After a year at Newark, now aged 23, Brewis moved into the Football League when he was signed by York City of the Third Division North in July 1930. He spent two seasons at York, mostly used as cover for Tom Fenoughty, making 26 league and two FA Cup appearances.

===Southampton===
In March 1932, Brewis was signed for Southampton of the Second Division by recently appointed manager George Kay as cover for Bill Fraser and Arthur Wilson. Brewis made his debut on 19 March 1932, replacing Charlie Sillett who had been drafted in at inside-left whilst Wilson was injured, before losing his place on Wilson's return for the following match, although Brewis made a further five appearances in the 1931–32 season.
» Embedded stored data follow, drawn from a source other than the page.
//! Property tests for the scoring engines.
//!
//! Properties tested:
//! - Rally points add exactly one to the winner
//! - Tennis game scores stay within 0/15/30/40/Ad with at most one advantage
//! - A tiebreak ends exactly when a side has 7+ points and a 2-point lead
//! - Sets won never exceed the format, and the match ends when a side first
//!   reaches the sets needed
//! - Custom doubles rotations are closed 4-cycles that alternate sides
//! - Pickleball only ever scores for the serving side
//! - Undoing every point returns a session to its start

use proptest::prelude::*;

use racket_score::core::{MatchFormat, PickleballMode, Settings, Side, SideMap};
use racket_score::pickleball::{PickleballEngine, PickleballState};
use racket_score::rally::{RallyEngine, RallyScoreState};
use racket_score::rules::ScoringEngine;
use racket_score::serve::{next_server, PlayerSlot};
use racket_score::session::{MatchSession, MatchSetup, Sport};
use racket_score::tennis::{PointScore, SetPlay, TennisEngine, TennisScoreState};

fn side() -> impl Strategy<Value = Side> {
    any::<bool>().prop_map(|one| if one { Side::One } else { Side::Two })
}

fn points(max: usize) -> impl Strategy<Value = Vec<Side>> {
    prop::collection::vec(side(), 0..max)
}

fn slot() -> impl Strategy<Value = PlayerSlot> {
    prop::sample::select(PlayerSlot::ALL.to_vec())
}

/// Play alternating games until the first set reaches 6-6.
fn six_all(engine: &TennisEngine) -> TennisScoreState {
    let games = (0..12).flat_map(|i| {
        let side = if i % 2 == 0 { Side::One } else { Side::Two };
        std::iter::repeat(side).take(4)
    });
    engine.replay(&TennisScoreState::new(Side::One), games).state
}

proptest! {
    /// Property: the winner gains exactly one point, the loser none.
    #[test]
    fn prop_rally_point_is_monotonic(
        one in 0u32..20,
        two in 0u32..20,
        serving in side(),
        winner in side(),
    ) {
        let engine = RallyEngine::badminton();
        let state = RallyScoreState::at(one, two, serving);
        prop_assume!(engine.decided(&state).is_none());

        let next = engine.apply_point(&state, winner).state;

        prop_assert_eq!(next.scores[winner], state.scores[winner] + 1);
        prop_assert_eq!(next.scores[winner.opponent()], state.scores[winner.opponent()]);
        prop_assert_eq!(next.serving, winner);
    }

    /// Property: a game never shows two advantages or advantage without 40.
    #[test]
    fn prop_tennis_game_scores_are_valid(sequence in points(40)) {
        let engine = TennisEngine::default();
        let mut state = TennisScoreState::new(Side::One);

        for winner in sequence {
            let next = engine.apply_point(&state, winner);
            if next.flags.game_won {
                break;
            }
            state = next.state;

            let game = state.current_set.current_game().expect("regular game in progress");
            let (one, two) = game.points.pair();
            prop_assert!(one != PointScore::Game && two != PointScore::Game);
            prop_assert!(!(one == PointScore::Advantage && two == PointScore::Advantage));
            if one == PointScore::Advantage {
                prop_assert_eq!(two, PointScore::Forty);
            }
            if two == PointScore::Advantage {
                prop_assert_eq!(one, PointScore::Forty);
            }
        }
    }

    /// Property: the tiebreak is over iff max >= 7 and the lead is >= 2.
    #[test]
    fn prop_tiebreak_terminates_at_seven_by_two(sequence in points(60)) {
        let engine = TennisEngine::default();
        let mut state = six_all(&engine);
        prop_assert!(state.in_tiebreak());

        for winner in sequence {
            let next = engine.apply_point(&state, winner);
            match next.state.current_set.play {
                SetPlay::Tiebreak(tiebreak) if next.state.sets.is_empty() => {
                    let (a, b) = tiebreak.points.pair();
                    prop_assert!(!(a.max(b) >= 7 && a.abs_diff(b) >= 2));
                    prop_assert!(!next.flags.set_won);
                }
                _ => {
                    prop_assert!(next.flags.set_won);
                    let points = next.state.sets[0].tiebreak.expect("tiebreak recorded");
                    let (a, b) = points.pair();
                    prop_assert!(a.max(b) >= 7 && a.abs_diff(b) >= 2);
                    prop_assert_eq!(next.state.sets[0].games[winner], 7);
                    break;
                }
            }
            state = next.state;
        }
    }

    /// Property: sets won stay within the format and the match ends exactly
    /// when one side first reaches the sets needed.
    #[test]
    fn prop_set_counts_respect_format(
        sequence in points(600),
        best_of_five in any::<bool>(),
    ) {
        let format = if best_of_five { MatchFormat::BestOf5 } else { MatchFormat::BestOf3 };
        let engine = TennisEngine::from_settings(&Settings::default().with_tennis_format(format));
        let needed = engine.sets_needed();
        let mut state = TennisScoreState::new(Side::One);

        for winner in sequence {
            let next = engine.apply_point(&state, winner);
            let won = next.state.sets_won();

            if state.winner.is_none() {
                prop_assert!(won.total() <= needed * 2 - 1);
                prop_assert_eq!(next.flags.match_won, won.max() == needed && state.sets_won().max() < needed);
            } else {
                prop_assert!(next.flags.is_quiet());
            }
            state = next.state;
        }
    }

    /// Property: four steps return to the first server; sides alternate.
    #[test]
    fn prop_rotation_is_closed_cycle(first in slot(), second in slot()) {
        prop_assume!(first.side() != second.side());

        let mut current = first;
        for _ in 0..4 {
            let next = next_server(first, second, current);
            prop_assert_ne!(next.side(), current.side());
            current = next;
        }
        prop_assert_eq!(current, first);
    }

    /// Property: only the serving side's score moves; losing the rally as
    /// server passes the serve without a point.
    #[test]
    fn prop_pickleball_only_server_scores(sequence in points(200), doubles in any::<bool>()) {
        let mode = if doubles { PickleballMode::Doubles } else { PickleballMode::Singles };
        let engine = PickleballEngine::new(11, mode);
        let mut state = PickleballState::new(Side::One);

        for winner in sequence {
            if engine.decided(&state).is_some() {
                break;
            }
            let next = engine.apply_point(&state, winner);
            let receiver = state.serving.opponent();

            prop_assert_eq!(next.state.scores[receiver], state.scores[receiver]);
            if winner == state.serving {
                prop_assert_eq!(next.state.scores[winner], state.scores[winner] + 1);
            } else {
                prop_assert!(next.flags.side_out);
                prop_assert_eq!(next.state.serving, winner);
                prop_assert_eq!(next.state.scores, state.scores);
            }
            state = next.state;
        }
    }

    /// Property: undoing every point restores the opening state.
    #[test]
    fn prop_undo_unwinds_session(sequence in points(120)) {
        let mut session = MatchSession::start(
            MatchSetup::singles(Sport::TableTennis, "A", "B"),
            &Settings::default(),
        ).unwrap();
        let opening = session.state().clone();

        let mut applied = 0;
        for winner in sequence {
            if session.point(winner).is_err() {
                break;
            }
            applied += 1;
        }

        for _ in 0..applied {
            session.undo().unwrap();
        }
        prop_assert_eq!(session.state(), &opening);
        prop_assert_eq!(session.rallies_won(), SideMap::with_value(0));
        prop_assert!(!session.can_undo());
    }
}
During the summer of 1932, the Saints' worsening financial position resulted in the sales of both Fraser (to Fulham) and Wilson (to West Ham United) leaving Brewis as the only recognised inside-right, with Herbert Coates being recalled at inside-left. Despite the sales in the summer, the Saints' side had a settled look in 1932–33, with ten players making 30 or more appearances. Brewis and Coates became established as the inside-forwards, with Ted Drake in the centre, and Dick Neal and Johnny Arnold on the wings. Brewis scored ten goals from 31 League appearances, including a hat-trick in a 4–1 victory over Manchester United on 3 September 1932. Described as "not a tall man", Brewis "had the knack of hanging in the air to head improbable goals".

Brewis retained his place for the next two seasons, although he missed a substantial part of the 1934–35 season, when he was replaced by Fred Tully. For the following season, Tully became the settled No.8, and Brewis played less than half the matches, mostly as a half-back. Although Brewis remained at The Dell for a further year, he only appeared three timers in 1936–37, before he was released in the 1937 close season.

Brewis then spent two seasons on the Isle of Wight with Newport before joining the Royal Navy in 1939.

==Later career==
After the war, Brewis became a publican, running the Durham Hotel in Northam, Southampton.